What is needed
Search the records below for the string "UplinkClient", and report each line that contains it.

[Extracted records]
>>

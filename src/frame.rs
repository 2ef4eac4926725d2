//! Frame ownership.
//!
//! A `Frame` is produced by a source, handed to exactly one pipeline iteration and
//! dropped there, whether it was inferred on or skipped. Raw pixels never leave the
//! device:
//!
//! - `Frame` is not `Clone` and has no public byte accessor.
//! - Pixels are only lent to a `DetectorBackend` for the duration of one `detect` call.
//! - Pixel memory is zeroized on drop.
//!
//! Everything downstream of inference works on `FrameMeta`, which carries no pixels.

use anyhow::{anyhow, Result};
use std::time::Instant;
use zeroize::Zeroize;

/// Pixel-free description of a frame.
#[derive(Clone, Copy, Debug, PartialEq, Eq)]
pub struct FrameMeta {
    /// Monotonic per-source sequence number, starting at 0.
    pub seq: u64,
    /// Capture time in milliseconds since the Unix epoch.
    pub captured_at_ms: u64,
    pub width: u32,
    pub height: u32,
}

/// One decoded RGB24 image sample.
pub struct Frame {
    /// Private pixel data. MUST NOT be exposed via any public API.
    data: Vec<u8>,
    pub width: u32,
    pub height: u32,
    pub seq: u64,
    pub captured_at_ms: u64,
    /// Monotonic capture instant (for latency accounting, not exported).
    capture_instant: Instant,
}

// Explicitly NOT implementing Clone, AsRef<[u8]>, or any byte-exposing trait.

impl Frame {
    /// Create a frame from packed RGB24 pixels.
    ///
    /// The pixel length is not checked here; a malformed frame is the inference
    /// engine's problem and yields an empty detection set.
    pub fn new(data: Vec<u8>, width: u32, height: u32, seq: u64, captured_at_ms: u64) -> Self {
        Self {
            data,
            width,
            height,
            seq,
            captured_at_ms,
            capture_instant: Instant::now(),
        }
    }

    pub fn meta(&self) -> FrameMeta {
        FrameMeta {
            seq: self.seq,
            captured_at_ms: self.captured_at_ms,
            width: self.width,
            height: self.height,
        }
    }

    /// Expected byte length of a well-formed RGB24 frame of this size.
    pub fn expected_len(&self) -> Option<usize> {
        (self.width as usize)
            .checked_mul(self.height as usize)
            .and_then(|v| v.checked_mul(3))
    }

    /// True when the pixel buffer matches the declared dimensions.
    pub fn is_well_formed(&self) -> bool {
        self.width > 0 && self.height > 0 && self.expected_len() == Some(self.data.len())
    }

    /// Milliseconds since this frame was captured.
    pub fn age_ms(&self) -> u128 {
        self.capture_instant.elapsed().as_millis()
    }

    /// Internal: pixels are only lent to detector backends.
    pub(crate) fn pixels(&self) -> &[u8] {
        &self.data
    }

    pub(crate) fn byte_len(&self) -> usize {
        self.data.len()
    }
}

impl Drop for Frame {
    fn drop(&mut self) {
        // Zeroize raw pixel data on drop to limit exposure window.
        self.data.zeroize();
    }
}

impl std::fmt::Debug for Frame {
    fn fmt(&self, f: &mut std::fmt::Formatter<'_>) -> std::fmt::Result {
        f.debug_struct("Frame")
            .field("seq", &self.seq)
            .field("width", &self.width)
            .field("height", &self.height)
            .field("captured_at_ms", &self.captured_at_ms)
            .field("bytes", &self.byte_len())
            .finish()
    }
}

/// Copy a strided RGB24 plane into tightly packed rows.
///
/// Decoders pad rows to an alignment boundary; `stride` is the padded row length in bytes.
pub fn pack_rgb_rows(data: &[u8], stride: usize, width: u32, height: u32) -> Result<Vec<u8>> {
    let row_bytes = width as usize * 3;
    let packed_len = row_bytes * height as usize;
    if stride < row_bytes {
        return Err(anyhow!(
            "stride {} is shorter than a {}-pixel row",
            stride,
            width
        ));
    }
    if stride == row_bytes {
        return data
            .get(..packed_len)
            .map(<[u8]>::to_vec)
            .ok_or_else(|| anyhow!("{} bytes cannot hold {}x{} RGB", data.len(), width, height));
    }

    let mut pixels = Vec::with_capacity(packed_len);
    for row in data.chunks(stride).take(height as usize) {
        let row = row
            .get(..row_bytes)
            .ok_or_else(|| anyhow!("truncated row in {}x{} image", width, height))?;
        pixels.extend_from_slice(row);
    }
    if pixels.len() != packed_len {
        return Err(anyhow!("image has fewer than {} rows", height));
    }
    Ok(pixels)
}
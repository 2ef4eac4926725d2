//! Crowdwatch edge pipeline
//!
//! Counts people in a camera feed on the capture device and relays compact crowd
//! metadata to a remote aggregation server. Raw video never leaves the device.
//!
//! # Architecture
//!
//! Data flows one way:
//!
//! ```text
//! FrameSource -> FrameScheduler (gate) -> InferenceEngine -> Aggregator -> UplinkClient -> server
//! ```
//!
//! One pipeline thread drives acquisition and inference sequentially. The uplink runs
//! as an independent worker fed through a queue, so network latency never stalls
//! frame processing.
//!
//! # Module Structure
//!
//! - `frame`: Frame ownership (Frame, FrameMeta)
//! - `ingest`: Frame sources (camera, RTSP, MJPEG, local files, synthetic)
//! - `detect`: Inference engine and detector backends
//! - `schedule`: Frame-skip gate and CPU core budget
//! - `aggregate`: People count, density bucket, trend
//! - `uplink`: Wire codec, HTTP delivery, retry/backoff, spool
//! - `pipeline`: The orchestrator loop
//! - `config`, `error`, `ui`: Ambient plumbing

use std::sync::atomic::{AtomicBool, Ordering};
use std::sync::Arc;
use std::time::{Duration, Instant, SystemTime, UNIX_EPOCH};

pub mod aggregate;
pub mod config;
pub mod detect;
pub mod error;
pub mod frame;
pub mod ingest;
pub mod pipeline;
pub mod schedule;
pub mod ui;
pub mod uplink;

pub use aggregate::{Aggregator, CrowdSnapshot, DensityBucket, Trend};
pub use config::EdgeConfig;
pub use detect::{BoundingBox, Detection, InferenceEngine, ObjectClass};
pub use error::{exit_code_for, FailureKind, FatalError};
pub use frame::{Frame, FrameMeta};
pub use ingest::{open_source, Capture, FrameSource, SourceSpec, SourceStats};
pub use pipeline::{Pipeline, RunReport, StopReason};
pub use schedule::FrameScheduler;
pub use uplink::{UplinkClient, UplinkEvent, UplinkSummary};

/// Cooperative stop flag shared by the signal handler, the frame source and the loop.
#[derive(Clone, Debug, Default)]
pub struct ShutdownSignal(Arc<AtomicBool>);

const SHUTDOWN_POLL: Duration = Duration::from_millis(50);

impl ShutdownSignal {
    pub fn new() -> Self {
        Self::default()
    }

    pub fn trigger(&self) {
        self.0.store(true, Ordering::SeqCst);
    }

    pub fn is_triggered(&self) -> bool {
        self.0.load(Ordering::SeqCst)
    }

    /// Sleep for `duration`, waking early on shutdown.
    ///
    /// Returns `false` if shutdown was requested before the full duration elapsed.
    pub fn sleep(&self, duration: Duration) -> bool {
        let deadline = Instant::now() + duration;
        loop {
            if self.is_triggered() {
                return false;
            }
            let now = Instant::now();
            if now >= deadline {
                return true;
            }
            std::thread::sleep((deadline - now).min(SHUTDOWN_POLL));
        }
    }
}

/// Wall-clock milliseconds since the Unix epoch.
pub fn now_ms() -> u64 {
    SystemTime::now()
        .duration_since(UNIX_EPOCH)
        .map(|d| d.as_millis() as u64)
        .unwrap_or(0)
}
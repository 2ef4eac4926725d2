//! Fatal failure classes and process exit codes.
//!
//! Most failures in the pipeline are absorbed at the component boundary (a bad frame
//! becomes "no detections", an undeliverable record is spooled). The few that halt the
//! daemon are carried as a `FatalError` inside `anyhow::Error` so the binary can map
//! them to a distinct exit code.

use std::fmt;

/// Exit code for a clean shutdown.
pub const EXIT_OK: i32 = 0;
/// Exit code for any error that is not classified below.
pub const EXIT_RUNTIME: i32 = 1;
/// Exit code for an invalid or unreadable configuration.
pub const EXIT_CONFIG: i32 = 2;
/// Exit code for a detection model that failed to load.
pub const EXIT_MODEL_LOAD: i32 = 3;
/// Exit code for a frame source that failed permanently.
pub const EXIT_FRAME_SOURCE: i32 = 4;

#[derive(Clone, Copy, Debug, PartialEq, Eq)]
pub enum FailureKind {
    /// Bad configuration value, unknown source variant, unparseable URL.
    Config,
    /// The detection model could not be loaded.
    ModelLoad,
    /// The frame source is gone and its own retry budget is spent.
    FrameSource,
}

impl FailureKind {
    pub fn exit_code(self) -> i32 {
        match self {
            FailureKind::Config => EXIT_CONFIG,
            FailureKind::ModelLoad => EXIT_MODEL_LOAD,
            FailureKind::FrameSource => EXIT_FRAME_SOURCE,
        }
    }

    pub fn as_str(self) -> &'static str {
        match self {
            FailureKind::Config => "configuration",
            FailureKind::ModelLoad => "model load",
            FailureKind::FrameSource => "frame source",
        }
    }
}

/// A failure that stops the pipeline.
#[derive(Debug)]
pub struct FatalError {
    pub kind: FailureKind,
    pub message: String,
}

impl FatalError {
    pub fn new(kind: FailureKind, message: impl Into<String>) -> Self {
        Self {
            kind,
            message: message.into(),
        }
    }

    pub fn config(message: impl Into<String>) -> Self {
        Self::new(FailureKind::Config, message)
    }

    pub fn model_load(message: impl Into<String>) -> Self {
        Self::new(FailureKind::ModelLoad, message)
    }

    pub fn frame_source(message: impl Into<String>) -> Self {
        Self::new(FailureKind::FrameSource, message)
    }

    /// Wrap an arbitrary error chain under a failure class, keeping its text.
    pub fn wrap(kind: FailureKind, err: anyhow::Error) -> anyhow::Error {
        if err.downcast_ref::<FatalError>().is_some() {
            return err;
        }
        anyhow::Error::new(Self::new(kind, format!("{:#}", err)))
    }
}

impl fmt::Display for FatalError {
    fn fmt(&self, f: &mut fmt::Formatter<'_>) -> fmt::Result {
        write!(f, "{} failure: {}", self.kind.as_str(), self.message)
    }
}

impl std::error::Error for FatalError {}

/// Classify an error chain for the process exit code.
pub fn failure_kind(err: &anyhow::Error) -> Option<FailureKind> {
    err.chain()
        .find_map(|cause| cause.downcast_ref::<FatalError>())
        .map(|fatal| fatal.kind)
}

pub fn exit_code_for(err: &anyhow::Error) -> i32 {
    failure_kind(err)
        .map(FailureKind::exit_code)
        .unwrap_or(EXIT_RUNTIME)
}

<<

Result of the exercise
//! FrameSource -> FrameScheduler (gate) -> InferenceEngine -> Aggregator -> UplinkClient -> server
pub use uplink::{UplinkClient, UplinkEvent, UplinkSummary};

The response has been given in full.